Segment Start: Supplied material
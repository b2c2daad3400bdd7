/// Safely returns a prefix of the string with at most `max_chars` characters.
/// This respects UTF-8 character boundaries.
pub fn prefix_chars(s: &str, max_chars: usize) -> &str {
    match s.char_indices().nth(max_chars) {
        Some((idx, _)) => &s[..idx],
        None => s,
    }
}

/// Replaces every run of whitespace with a single space and trims both ends.
pub fn collapse_whitespace(s: &str) -> String {
    s.split_whitespace().collect::<Vec<_>>().join(" ")
}

pub fn char_len(s: &str) -> usize {
    s.chars().count()
}

#[cfg(test)]
mod tests {
    use super::*;

    #[test]
    fn prefix_respects_multibyte_boundaries() {
        assert_eq!(prefix_chars("◁think▷abc", 3), "◁th");
        assert_eq!(prefix_chars("short", 50), "short");
    }

    #[test]
    fn collapse_whitespace_joins_runs() {
        assert_eq!(collapse_whitespace("  a \n\n b\t c  "), "a b c");
        assert_eq!(collapse_whitespace(" \n "), "");
    }
}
Segment End: Supplied material
What to produce
What is the number of lines in the data that contain "with"? Write that number and nothing else.

Task output
2